_Work to complete_
Each line that contains the word "bool" is to be copied from the records below.

++++ The data

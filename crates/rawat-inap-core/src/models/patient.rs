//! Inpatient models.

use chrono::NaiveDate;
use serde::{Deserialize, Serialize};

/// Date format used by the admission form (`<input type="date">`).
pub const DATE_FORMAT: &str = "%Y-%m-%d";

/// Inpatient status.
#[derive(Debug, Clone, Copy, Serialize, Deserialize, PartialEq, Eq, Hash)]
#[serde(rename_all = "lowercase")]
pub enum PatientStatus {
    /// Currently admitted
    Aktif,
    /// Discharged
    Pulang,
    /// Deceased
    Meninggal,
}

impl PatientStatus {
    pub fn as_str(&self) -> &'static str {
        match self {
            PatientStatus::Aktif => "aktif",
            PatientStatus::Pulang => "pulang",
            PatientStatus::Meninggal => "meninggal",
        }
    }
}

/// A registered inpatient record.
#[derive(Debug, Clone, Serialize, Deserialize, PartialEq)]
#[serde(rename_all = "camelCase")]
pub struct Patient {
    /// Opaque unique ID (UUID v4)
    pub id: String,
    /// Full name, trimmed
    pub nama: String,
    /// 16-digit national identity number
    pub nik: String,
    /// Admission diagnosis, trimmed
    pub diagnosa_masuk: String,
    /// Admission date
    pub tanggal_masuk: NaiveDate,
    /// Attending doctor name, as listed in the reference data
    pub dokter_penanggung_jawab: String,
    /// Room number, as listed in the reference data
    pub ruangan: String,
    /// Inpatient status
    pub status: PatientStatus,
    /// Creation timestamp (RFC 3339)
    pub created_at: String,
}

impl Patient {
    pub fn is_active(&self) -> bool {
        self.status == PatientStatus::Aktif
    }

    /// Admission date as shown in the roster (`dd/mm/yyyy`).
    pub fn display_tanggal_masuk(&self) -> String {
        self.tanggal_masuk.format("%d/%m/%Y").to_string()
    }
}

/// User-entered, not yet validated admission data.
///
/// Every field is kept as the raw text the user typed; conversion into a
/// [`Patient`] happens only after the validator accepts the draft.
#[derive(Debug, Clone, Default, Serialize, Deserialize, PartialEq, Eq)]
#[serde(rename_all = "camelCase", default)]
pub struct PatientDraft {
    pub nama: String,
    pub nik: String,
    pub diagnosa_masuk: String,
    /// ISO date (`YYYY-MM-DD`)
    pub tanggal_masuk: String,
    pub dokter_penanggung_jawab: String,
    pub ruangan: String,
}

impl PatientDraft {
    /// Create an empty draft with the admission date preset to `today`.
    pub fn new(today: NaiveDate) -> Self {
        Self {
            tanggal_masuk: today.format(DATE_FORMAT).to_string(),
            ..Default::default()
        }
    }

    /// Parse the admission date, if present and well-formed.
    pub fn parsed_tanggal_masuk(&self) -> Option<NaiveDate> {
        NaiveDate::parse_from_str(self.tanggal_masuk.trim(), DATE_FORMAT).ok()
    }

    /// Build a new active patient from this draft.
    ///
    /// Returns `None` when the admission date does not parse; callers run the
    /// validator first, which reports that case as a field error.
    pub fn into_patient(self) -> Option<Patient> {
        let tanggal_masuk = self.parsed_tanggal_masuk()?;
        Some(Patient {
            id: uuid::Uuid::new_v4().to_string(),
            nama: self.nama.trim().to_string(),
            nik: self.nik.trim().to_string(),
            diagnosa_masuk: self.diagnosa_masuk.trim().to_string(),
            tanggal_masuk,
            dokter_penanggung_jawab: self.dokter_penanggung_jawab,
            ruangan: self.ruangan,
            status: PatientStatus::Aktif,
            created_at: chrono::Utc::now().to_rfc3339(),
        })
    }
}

++++++++
++++ The data

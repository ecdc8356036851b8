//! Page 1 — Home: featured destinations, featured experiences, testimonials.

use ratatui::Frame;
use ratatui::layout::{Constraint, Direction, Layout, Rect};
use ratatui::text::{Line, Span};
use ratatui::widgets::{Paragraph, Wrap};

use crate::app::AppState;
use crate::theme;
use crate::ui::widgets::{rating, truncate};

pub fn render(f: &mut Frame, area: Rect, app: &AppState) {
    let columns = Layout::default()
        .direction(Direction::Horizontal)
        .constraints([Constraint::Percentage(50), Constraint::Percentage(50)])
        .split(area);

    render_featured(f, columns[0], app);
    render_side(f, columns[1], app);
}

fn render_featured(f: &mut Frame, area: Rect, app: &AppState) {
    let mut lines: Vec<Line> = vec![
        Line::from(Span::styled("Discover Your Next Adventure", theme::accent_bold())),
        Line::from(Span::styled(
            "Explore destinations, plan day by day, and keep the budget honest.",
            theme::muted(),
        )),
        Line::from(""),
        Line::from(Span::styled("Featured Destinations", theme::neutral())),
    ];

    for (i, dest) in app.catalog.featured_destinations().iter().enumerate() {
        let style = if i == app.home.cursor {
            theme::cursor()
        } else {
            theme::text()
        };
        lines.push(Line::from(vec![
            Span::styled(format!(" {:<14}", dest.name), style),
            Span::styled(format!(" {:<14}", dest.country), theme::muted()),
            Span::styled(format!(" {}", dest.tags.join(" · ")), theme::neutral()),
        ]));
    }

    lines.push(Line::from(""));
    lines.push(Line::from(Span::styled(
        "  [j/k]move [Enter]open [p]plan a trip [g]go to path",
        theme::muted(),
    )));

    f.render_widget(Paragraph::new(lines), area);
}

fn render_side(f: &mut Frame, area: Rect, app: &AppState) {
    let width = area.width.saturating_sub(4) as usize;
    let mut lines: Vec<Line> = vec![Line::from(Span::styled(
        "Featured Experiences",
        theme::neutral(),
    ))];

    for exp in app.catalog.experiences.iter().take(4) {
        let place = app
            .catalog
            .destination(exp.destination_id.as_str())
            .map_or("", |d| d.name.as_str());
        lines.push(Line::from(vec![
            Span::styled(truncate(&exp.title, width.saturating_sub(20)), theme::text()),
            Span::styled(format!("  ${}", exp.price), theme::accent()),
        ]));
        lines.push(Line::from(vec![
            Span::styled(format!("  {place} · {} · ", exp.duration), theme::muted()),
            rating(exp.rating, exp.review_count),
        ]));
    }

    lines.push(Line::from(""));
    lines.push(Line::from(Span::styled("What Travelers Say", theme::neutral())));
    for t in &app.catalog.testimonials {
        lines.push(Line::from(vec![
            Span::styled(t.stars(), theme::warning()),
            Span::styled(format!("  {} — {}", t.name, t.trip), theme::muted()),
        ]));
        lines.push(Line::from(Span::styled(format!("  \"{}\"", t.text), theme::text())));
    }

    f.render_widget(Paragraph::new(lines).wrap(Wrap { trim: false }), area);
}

++++++++
++++ The data

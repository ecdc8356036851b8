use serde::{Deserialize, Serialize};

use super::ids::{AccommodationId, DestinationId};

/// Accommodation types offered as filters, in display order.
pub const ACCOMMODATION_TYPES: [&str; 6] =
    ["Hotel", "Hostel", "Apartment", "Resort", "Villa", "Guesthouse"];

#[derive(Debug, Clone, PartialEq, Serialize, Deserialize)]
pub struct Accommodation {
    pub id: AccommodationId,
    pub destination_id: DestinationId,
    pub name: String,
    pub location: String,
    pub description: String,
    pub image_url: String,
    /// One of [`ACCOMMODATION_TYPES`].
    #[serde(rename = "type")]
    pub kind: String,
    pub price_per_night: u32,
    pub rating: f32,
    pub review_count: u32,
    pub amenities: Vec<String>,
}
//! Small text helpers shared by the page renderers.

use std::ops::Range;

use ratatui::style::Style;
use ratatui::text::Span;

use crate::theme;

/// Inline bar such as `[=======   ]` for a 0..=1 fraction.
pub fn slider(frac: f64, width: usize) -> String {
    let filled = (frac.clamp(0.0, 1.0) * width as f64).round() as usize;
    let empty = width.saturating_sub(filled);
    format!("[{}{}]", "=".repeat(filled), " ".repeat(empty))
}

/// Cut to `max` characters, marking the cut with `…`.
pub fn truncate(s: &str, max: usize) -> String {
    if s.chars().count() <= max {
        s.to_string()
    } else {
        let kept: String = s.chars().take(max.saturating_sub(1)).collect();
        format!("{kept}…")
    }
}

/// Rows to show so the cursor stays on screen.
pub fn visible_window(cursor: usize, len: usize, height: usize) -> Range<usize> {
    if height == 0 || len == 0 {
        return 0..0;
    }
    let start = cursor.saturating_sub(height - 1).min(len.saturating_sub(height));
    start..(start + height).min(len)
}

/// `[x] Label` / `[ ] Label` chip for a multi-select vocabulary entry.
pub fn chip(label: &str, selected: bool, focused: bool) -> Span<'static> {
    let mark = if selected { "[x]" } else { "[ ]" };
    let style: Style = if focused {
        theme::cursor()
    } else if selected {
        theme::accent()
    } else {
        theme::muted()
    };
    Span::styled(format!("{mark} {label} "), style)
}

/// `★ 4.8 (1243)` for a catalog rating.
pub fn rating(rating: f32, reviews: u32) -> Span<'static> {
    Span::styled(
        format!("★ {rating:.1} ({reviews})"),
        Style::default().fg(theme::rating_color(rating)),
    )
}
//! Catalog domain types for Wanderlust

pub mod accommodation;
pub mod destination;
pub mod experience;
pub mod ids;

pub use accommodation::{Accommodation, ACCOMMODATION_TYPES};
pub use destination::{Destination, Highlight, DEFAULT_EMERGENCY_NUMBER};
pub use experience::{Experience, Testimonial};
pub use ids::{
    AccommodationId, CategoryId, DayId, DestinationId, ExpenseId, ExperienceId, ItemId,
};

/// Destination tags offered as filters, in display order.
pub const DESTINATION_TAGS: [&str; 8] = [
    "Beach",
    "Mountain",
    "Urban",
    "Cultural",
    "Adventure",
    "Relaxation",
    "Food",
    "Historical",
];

++++++++

_Your response_
    pub fn is_active(&self) -> bool {
pub fn chip(label: &str, selected: bool, focused: bool) -> Span<'static> {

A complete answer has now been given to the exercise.